WORK TO BE COMPLETED: Only lines containing "Toggle" belong in the answer, each copied from the entries below.

[Stored items]

* * * * *

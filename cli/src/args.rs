// SPDX-FileCopyrightText: 2025 Phoenix R&D GmbH <hello@phnx.im>
//
// SPDX-License-Identifier: AGPL-3.0-or-later

use hbcoreclient::{HackathonId, HackathonStatus, IdeaId, IdeaStatus, StackCategory, TaskId};

#[derive(Debug, clap::Parser)]
#[command(name = "hackbank", about = "Your vault of brilliant ideas")]
pub struct Args {
    #[command(subcommand)]
    pub cmd: Option<Command>,
}

#[derive(Debug, Default, PartialEq, Eq, clap::Subcommand)]
pub enum Command {
    /// Top ideas, the upcoming hackathon and recent activity
    #[default]
    Dashboard,
    /// The idea bank
    #[command(subcommand)]
    Ideas(IdeasCommand),
    /// Tasks of an idea
    #[command(subcommand)]
    Tasks(TasksCommand),
    /// Comment on an idea
    Comment { idea: IdeaId, text: String },
    #[command(subcommand)]
    Hackathons(HackathonsCommand),
    /// Tech stack of an idea
    #[command(subcommand)]
    Stack(StackCommand),
    /// Members of the team
    Team,
}

#[derive(Debug, PartialEq, Eq, clap::Subcommand)]
pub enum IdeasCommand {
    List {
        /// Only ideas with this status
        #[arg(long)]
        status: Option<IdeaStatus>,
        /// Case-insensitive text in title or description
        #[arg(long)]
        search: Option<String>,
    },
    Add {
        title: String,
        #[arg(long)]
        description: Option<String>,
        /// Can be given multiple times
        #[arg(long = "tag")]
        tags: Vec<String>,
    },
    Show {
        id: IdeaId,
    },
    Delete {
        id: IdeaId,
    },
}

#[derive(Debug, PartialEq, Eq, clap::Subcommand)]
pub enum TasksCommand {
    Add { idea: IdeaId, text: String },
    Toggle { idea: IdeaId, task: TaskId },
    Delete { idea: IdeaId, task: TaskId },
}

#[derive(Debug, PartialEq, Eq, clap::Subcommand)]
pub enum HackathonsCommand {
    List,
    Add {
        name: String,
        /// `YYYY-MM-DD` or RFC 3339; defaults to now
        #[arg(long)]
        deadline: Option<String>,
        #[arg(long)]
        theme: Option<String>,
        #[arg(long)]
        prizes: Option<String>,
        #[arg(long)]
        status: Option<HackathonStatus>,
    },
    /// Link an idea to a hackathon
    Link {
        hackathon: HackathonId,
        idea: IdeaId,
    },
    Delete {
        id: HackathonId,
    },
}

#[derive(Debug, PartialEq, Eq, clap::Subcommand)]
pub enum StackCommand {
    /// Add a technology to a category, or remove it if already chosen
    Toggle {
        idea: IdeaId,
        /// frontend, backend, infra or apis
        category: StackCategory,
        item: String,
    },
}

* * * * *

RESPONSE:
    Toggle { idea: IdeaId, task: TaskId },
    Toggle {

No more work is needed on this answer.